Marcial el Medinense.




viernes, 12 de noviembre de 2010

El sentido del ridículo

—Buenos días don Félix. ¿Qué hace usted?
—Buenos días don Óptimo. Leyendo un cuento.
—Léalo en alto y me entero yo también.
—Con mucho gusto:
Érase una vez un coyote que muerto de hambre se acercó a un pueblo a buscar comida.
—Tiene buena pinta. Continué por favor.
Como la noche era muy oscura el pobre bicho se cayó a un pozo de tinte. Después de ímprobos esfuerzos logró salir, pero teñido de rojo.
Con el rabo entre las patas volvió al bosque. Las primeras luces de la mañana despertaron a las aves que al verle se echaron a reír.

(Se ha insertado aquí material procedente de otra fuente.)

//! Small fixed vocabularies shared by the classifier and the cleaner.

use crate::util::words;

/// Grocery and menu words. Only consulted as a tie-break when a soft
/// blacklist rule fires, never as a reason to accept a line on its own.
pub const FOOD_TERMS: &[&str] = &[
    // produce
    "apple", "avocado", "banana", "bean", "berry", "broccoli", "cabbage", "carrot",
    "celery", "cherry", "corn", "cucumber", "garlic", "grape", "kiwi", "lemon",
    "lettuce", "lime", "mango", "melon", "mushroom", "onion", "orange", "pea",
    "peach", "pear", "pepper", "pineapple", "plum", "potato", "spinach", "squash",
    "strawberry", "tomato", "zucchini",
    // protein
    "bacon", "beef", "chicken", "egg", "fish", "ham", "lamb", "pork", "salmon",
    "sausage", "shrimp", "steak", "tofu", "tuna", "turkey",
    // dairy
    "butter", "cheese", "cream", "milk", "yogurt",
    // bakery and grains
    "bagel", "bread", "bun", "cereal", "cookie", "croissant", "flour", "muffin",
    "noodle", "oat", "pasta", "rice", "roll", "tortilla",
    // prepared food
    "burger", "burrito", "fries", "hash", "nugget", "pizza", "salad", "sandwich",
    "soup", "sub", "taco", "wrap", "wing",
    // drinks
    "beer", "coffee", "coke", "juice", "latte", "soda", "tea", "water", "wine",
    // pantry
    "chips", "chocolate", "honey", "jam", "nut", "oil", "salt", "sauce", "seed",
    "snack", "spice", "sugar", "vinegar",
];

/// Words that only ever describe a measurement.
pub const UNIT_WORDS: &[&str] = &[
    "kg", "kgs", "g", "gr", "lb", "lbs", "oz", "l", "ml", "ltr", "net", "wt", "weight", "each",
    "ea",
];

/// Spelled-out counts accepted in promotional phrasing.
pub const NUMBER_WORDS: &[&str] = &["one", "two", "three", "four"];

/// True when `word` is a food term or its plural.
pub fn is_food_word(word: &str) -> bool {
    let word = word.to_lowercase();
    let singular = [
        word.as_str(),
        word.strip_suffix("es").unwrap_or(&word),
        word.strip_suffix('s').unwrap_or(&word),
    ];
    singular.iter().any(|w| FOOD_TERMS.contains(w))
}

pub fn contains_food(text: &str) -> bool {
    words(text).iter().any(|w| is_food_word(w))
}

pub fn is_unit_word(word: &str) -> bool {
    UNIT_WORDS.contains(&word.to_lowercase().as_str())
}

#[cfg(test)]
mod tests {
    use super::*;

    #[test]
    fn plurals_count_as_food() {
        assert!(is_food_word("Burritos"));
        assert!(is_food_word("PEAS"));
        assert!(is_food_word("tomatoes"));
        assert!(!is_food_word("total"));
    }

    #[test]
    fn food_inside_a_line() {
        assert!(contains_food("CHICKEN SPECIAL 5.99"));
        assert!(!contains_food("HOUSE SPECIAL 8.99"));
    }

    #[test]
    fn unit_words() {
        assert!(is_unit_word("OZ"));
        assert!(!is_unit_word("burrito"));
    }
}
// Copyright 2025 Google LLC
//
// Licensed under the Apache License, Version 2.0 (the "License");
// you may not use this file except in compliance with the License.
// You may obtain a copy of the License at
//
//     https://www.apache.org/licenses/LICENSE-2.0
//
// Unless required by applicable law or agreed to in writing, software
// distributed under the License is distributed on an "AS IS" BASIS,
// WITHOUT WARRANTIES OR CONDITIONS OF ANY KIND, either express or implied.
// See the License for the specific language governing permissions and
// limitations under the License.

//! Adapters between the request builders and the application.
//!
//! Every request builder implements its operation once, as a future returning
//! [Result][crate::Result]. Applications either await that future (see the
//! `send()` functions) or provide a callback (see the `on_complete()`
//! functions). The callback receives exactly the result the future would have
//! produced.

use std::future::Future;
use tokio::task::JoinHandle;

/// Runs `operation` in a background task and passes its result to `callback`.
///
/// # Panics
///
/// If called outside the context of a Tokio runtime.
pub(crate) fn on_complete<T, F, C>(operation: F, callback: C) -> JoinHandle<()>
where
    T: Send + 'static,
    F: Future<Output = crate::Result<T>> + Send + 'static,
    C: FnOnce(crate::Result<T>) + Send + 'static,
{
    tokio::spawn(async move { callback(operation.await) })
}

/// Runs `operation` in a background task, discarding its result.
///
/// Errors are logged and dropped.
///
/// # Panics
///
/// If called outside the context of a Tokio runtime.
pub(crate) fn detach<T, F>(method: &'static str, resource: String, operation: F) -> JoinHandle<()>
where
    T: Send + 'static,
    F: Future<Output = crate::Result<T>> + Send + 'static,
{
    tokio::spawn(async move {
        if let Err(e) = operation.await {
            tracing::debug!("ignoring error in detached {method} for {resource}: {e:?}");
        }
    })
}

#[cfg(test)]
mod tests {
    use super::*;
    use tokio::sync::oneshot;

    #[tokio::test]
    async fn callback_receives_value() -> anyhow::Result<()> {
        let (tx, rx) = oneshot::channel();
        let handle = on_complete(async { Ok(42) }, move |r| {
            let _ = tx.send(r);
        });
        handle.await?;
        let got = rx.await?;
        assert_eq!(got?, 42);
        Ok(())
    }

    #[tokio::test]
    async fn callback_receives_error() -> anyhow::Result<()> {
        let (tx, rx) = oneshot::channel();
        let handle = on_complete(
            async { Err::<i32, _>(crate::Error::io("simulated")) },
            move |r| {
                let _ = tx.send(r);
            },
        );
        handle.await?;
        let got = rx.await?;
        assert!(got.is_err(), "{got:?}");
        Ok(())
    }

    #[tokio::test]
    async fn detached_error_is_dropped() -> anyhow::Result<()> {
        let handle = detach(
            "deleteTopic",
            "projects/p/topics/t".to_string(),
            async { Err::<(), _>(crate::Error::io("simulated")) },
        );
        // The task completes normally, the error does not panic.
        handle.await?;
        Ok(())
    }
}
// Copyright 2025 Google LLC
//
// Licensed under the Apache License, Version 2.0 (the "License");
// you may not use this file except in compliance with the License.
// You may obtain a copy of the License at
//
//     https://www.apache.org/licenses/LICENSE-2.0
//
// Unless required by applicable law or agreed to in writing, software
// distributed under the License is distributed on an "AS IS" BASIS,
// WITHOUT WARRANTIES OR CONDITIONS OF ANY KIND, either express or implied.
// See the License for the specific language governing permissions and
// limitations under the License.

pub(crate) mod options;
#[allow(clippy::module_inception)]
pub(crate) mod publisher;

El coyote se extrañó de tanta insolencia, pero pensó que estaban así de alegres por encontrarse en las ramas más altas de los árboles, donde no las podía alcanzar. Un poco más adelante se encontró un charco y al inclinarse para beber se vio reflejado en el agua y se horrorizó. El color rojo era tan visible como una antorcha en la noche.

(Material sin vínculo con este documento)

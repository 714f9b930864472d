// Copyright 2025 Google LLC
//
// Licensed under the Apache License, Version 2.0 (the "License");
// you may not use this file except in compliance with the License.
// You may obtain a copy of the License at
//
//     https://www.apache.org/licenses/LICENSE-2.0
//
// Unless required by applicable law or agreed to in writing, software
// distributed under the License is distributed on an "AS IS" BASIS,
// WITHOUT WARRANTIES OR CONDITIONS OF ANY KIND, either express or implied.
// See the License for the specific language governing permissions and
// limitations under the License.

//! Traits to mock the clients in this library.
//!
//! The topic clients do not own a transport. Applications provide an
//! implementation of [Stub] to [ClientBuilder::with_stub], typically a thin
//! wrapper over the generated `TopicAdmin` and `SubscriptionAdmin` clients.
//! Application developers may also use this trait to mock the service in their
//! tests.
//!
//! Retries, timeouts and other policies in the [RequestOptions] belong to the
//! stub implementation. The topic clients pass them through unchanged.
//!
//! [ClientBuilder::with_stub]: crate::builder::ClientBuilder::with_stub

use crate::Result;
use crate::model;
use gax::options::RequestOptions;

/// Defines the RPCs used by the topic clients.
///
/// Each method corresponds to one RPC. `create_topic`, `get_topic`,
/// `update_topic`, `delete_topic` and `list_topic_subscriptions` belong to the
/// `Publisher` service, `create_subscription` to the `Subscriber` service.
#[async_trait::async_trait]
pub trait Stub: std::fmt::Debug + Send + Sync {
    /// Implements `google.pubsub.v1.Publisher.CreateTopic`.
    async fn create_topic(
        &self,
        req: model::Topic,
        options: RequestOptions,
    ) -> Result<model::Topic>;

    /// Implements `google.pubsub.v1.Publisher.GetTopic`.
    async fn get_topic(
        &self,
        req: model::GetTopicRequest,
        options: RequestOptions,
    ) -> Result<model::Topic>;

    /// Implements `google.pubsub.v1.Publisher.UpdateTopic`.
    async fn update_topic(
        &self,
        req: model::UpdateTopicRequest,
        options: RequestOptions,
    ) -> Result<model::Topic>;

    /// Implements `google.pubsub.v1.Publisher.DeleteTopic`.
    async fn delete_topic(
        &self,
        req: model::DeleteTopicRequest,
        options: RequestOptions,
    ) -> Result<()>;

    /// Implements `google.pubsub.v1.Publisher.ListTopicSubscriptions`.
    async fn list_topic_subscriptions(
        &self,
        req: model::ListTopicSubscriptionsRequest,
        options: RequestOptions,
    ) -> Result<model::ListTopicSubscriptionsResponse>;

    /// Implements `google.pubsub.v1.Subscriber.CreateSubscription`.
    async fn create_subscription(
        &self,
        req: model::Subscription,
        options: RequestOptions,
    ) -> Result<model::Subscription>;
}

#[cfg(test)]
pub(crate) mod tests {
    use super::*;

    mockall::mock! {
        #[derive(Debug)]
        pub(crate) Stub {}
        #[async_trait::async_trait]
        impl Stub for Stub {
            async fn create_topic(
                &self,
                req: model::Topic,
                options: RequestOptions,
            ) -> Result<model::Topic>;
            async fn get_topic(
                &self,
                req: model::GetTopicRequest,
                options: RequestOptions,
            ) -> Result<model::Topic>;
            async fn update_topic(
                &self,
                req: model::UpdateTopicRequest,
                options: RequestOptions,
            ) -> Result<model::Topic>;
            async fn delete_topic(
                &self,
                req: model::DeleteTopicRequest,
                options: RequestOptions,
            ) -> Result<()>;
            async fn list_topic_subscriptions(
                &self,
                req: model::ListTopicSubscriptionsRequest,
                options: RequestOptions,
            ) -> Result<model::ListTopicSubscriptionsResponse>;
            async fn create_subscription(
                &self,
                req: model::Subscription,
                options: RequestOptions,
            ) -> Result<model::Subscription>;
        }
    }

    /// Returns a `NOT_FOUND` error, as the service would for a missing topic.
    pub(crate) fn not_found() -> crate::Error {
        use gax::error::rpc::{Code, Status};
        crate::Error::service(
            Status::default()
                .set_code(Code::NotFound)
                .set_message("Resource not found (resource=my-topic)."),
        )
    }

    /// Returns a `PERMISSION_DENIED` error.
    pub(crate) fn permission_denied() -> crate::Error {
        use gax::error::rpc::{Code, Status};
        crate::Error::service(
            Status::default()
                .set_code(Code::PermissionDenied)
                .set_message("User not authorized to perform this action."),
        )
    }
}
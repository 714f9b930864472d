// Copyright 2025 Google LLC
//
// Licensed under the Apache License, Version 2.0 (the "License");
// you may not use this file except in compliance with the License.
// You may obtain a copy of the License at
//
//     https://www.apache.org/licenses/LICENSE-2.0
//
// Unless required by applicable law or agreed to in writing, software
// distributed under the License is distributed on an "AS IS" BASIS,
// WITHOUT WARRANTIES OR CONDITIONS OF ANY KIND, either express or implied.
// See the License for the specific language governing permissions and
// limitations under the License.

use crate::client::Topic;
use crate::publisher::options::BatchingOptions;

/// Publishes messages to a single topic.
///
/// Creating a publisher does not contact the service. The batching options
/// are used as given, publishing is handled by the publisher clients.
///
/// ```
/// # use google_cloud_pubsub_topic::client::Topic;
/// # use google_cloud_pubsub_topic::options::publisher::BatchingOptions;
/// # fn sample(topic: &Topic) {
/// let publisher = topic.publisher(BatchingOptions::new().set_message_count_threshold(1_u32));
/// assert_eq!(publisher.topic().name(), topic.name());
/// # }
/// ```
#[derive(Clone, Debug)]
pub struct Publisher {
    topic: Topic,
    batching_options: BatchingOptions,
}

impl Publisher {
    pub(crate) fn new(topic: Topic, batching_options: BatchingOptions) -> Self {
        Self {
            topic,
            batching_options,
        }
    }

    /// The topic receiving the messages.
    pub fn topic(&self) -> &Topic {
        &self.topic
    }

    /// The batching configuration.
    pub fn batching_options(&self) -> &BatchingOptions {
        &self.batching_options
    }
}

#[cfg(test)]
mod tests {
    use super::*;
    use crate::client::PubSub;
    use crate::stub::tests::MockStub;
    use std::sync::Arc;
    use std::time::Duration;

    fn test_topic() -> anyhow::Result<Topic> {
        let client = PubSub::builder()
            .with_project_id("my-project")
            .with_stub(Arc::new(MockStub::new()))
            .build()?;
        Ok(client.topic("my-topic"))
    }

    #[test]
    fn builder() -> anyhow::Result<()> {
        let topic = test_topic()?;
        let options = BatchingOptions::new()
            .set_message_count_threshold(1_u32)
            .set_byte_threshold(2_000_000_u32)
            .set_delay_threshold(Duration::from_secs(2));
        let publisher = Publisher::new(topic, options.clone());
        assert_eq!(publisher.topic().name(), "projects/my-project/topics/my-topic");
        assert_eq!(publisher.batching_options(), &options);
        Ok(())
    }

    #[test]
    fn default_batching() -> anyhow::Result<()> {
        let publisher = Publisher::new(test_topic()?, BatchingOptions::default());
        assert_eq!(publisher.batching_options(), &BatchingOptions::default());
        Ok(())
    }
}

¿Qué va a ser de mí? Se dijo con el corazón en un puño. ¿Cómo me presentaré entre lo míos? Se carcajearán del color de mi piel y me relegarán al último puesto, comeré las sobras, si los demás las dejan. ¡Moriré de hambre y solo como un apestado!
Con esas atribulaciones procuraba ocultarse para que nadie le viese. Sin embargo, los pájaros habían corrido la voz y todos los animales sabían que había entrado en el bosque un coyote de color rojo. Por tanto todos habían salido de sus madrigueras para verle. En un claro le rodearon. El coyote muerto de vergüenza agachó la cabeza y deseó que la tierra le tragase. Esperó resignado la explosión de carcajadas y se dispuso a sufrir toda clase de afrentas. Pero no ocurrió eso, ni mucho menos. Le contemplaron por lago rato, cuchichearon unos con otros y decidieron nombrarle rey del bosque.
—¡Pero coño, que interesante!
—Espere don Óptimo.
—Eres tan original, con un color sin igual, que en ninguno de  los bosques vecinos tendrán un rey tan singular como tú.
Le dijeron y le pusieron una corona de bayas de escaramujo a juego con el color de su piel.
El coyote se creyó poseedor de tantas cualidades como sus vecinos le lanzaban y aceptó el cargo lleno de orgullo.
—Vanidad de vanidades siempre vanidad, decía mi abuelo.
—Y los griegos. Continuo:
Eligió a sus amigos para gobernar pero al poco tiempo los cesó a todos por una sencilla razón: Eran los de siempre y sabían de él tantas cosas que se asustó.
Los nuevos ministros, al ver lo que les había sucedido a quienes les precedieron, le adularon, se plegaron a su insustancialidad y adoptaron posturas semejantes a su rey y benefactor.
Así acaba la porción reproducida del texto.